Aim of the exercise - Determine how many lines in this listing contain the word "classification" and report that number by itself.

** Opening Data extracts block **

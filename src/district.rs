//! Address to district classification by substring match.

/// Shanghai's 16 districts. Order is significant: classification returns the
/// first entry found in the address.
pub const SHANGHAI_DISTRICTS: [&str; 16] = [
    "黄浦区",
    "徐汇区",
    "长宁区",
    "静安区",
    "普陀区",
    "虹口区",
    "杨浦区",
    "闵行区",
    "宝山区",
    "嘉定区",
    "浦东新区",
    "金山区",
    "松江区",
    "青浦区",
    "奉贤区",
    "崇明区",
];

/// Classifies an address against [`SHANGHAI_DISTRICTS`].
///
/// Returns an empty string when no district name occurs in the address.
pub fn classify_district(address: &str) -> &'static str {
    classify_with(address, &SHANGHAI_DISTRICTS)
}

/// Returns the first gazetteer entry that occurs anywhere in `address`.
///
/// An address naming two districts resolves to whichever is listed first in
/// `gazetteer`, regardless of where each appears in the text.
pub fn classify_with<'a>(address: &str, gazetteer: &[&'a str]) -> &'a str {
    if address.is_empty() {
        return "";
    }
    gazetteer
        .iter()
        .find(|district| address.contains(**district))
        .copied()
        .unwrap_or("")
}

/// Returns true if `name` is a member of [`SHANGHAI_DISTRICTS`].
pub fn is_known_district(name: &str) -> bool {
    SHANGHAI_DISTRICTS.contains(&name)
}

** Closing Data extracts block **

Solved problem - 2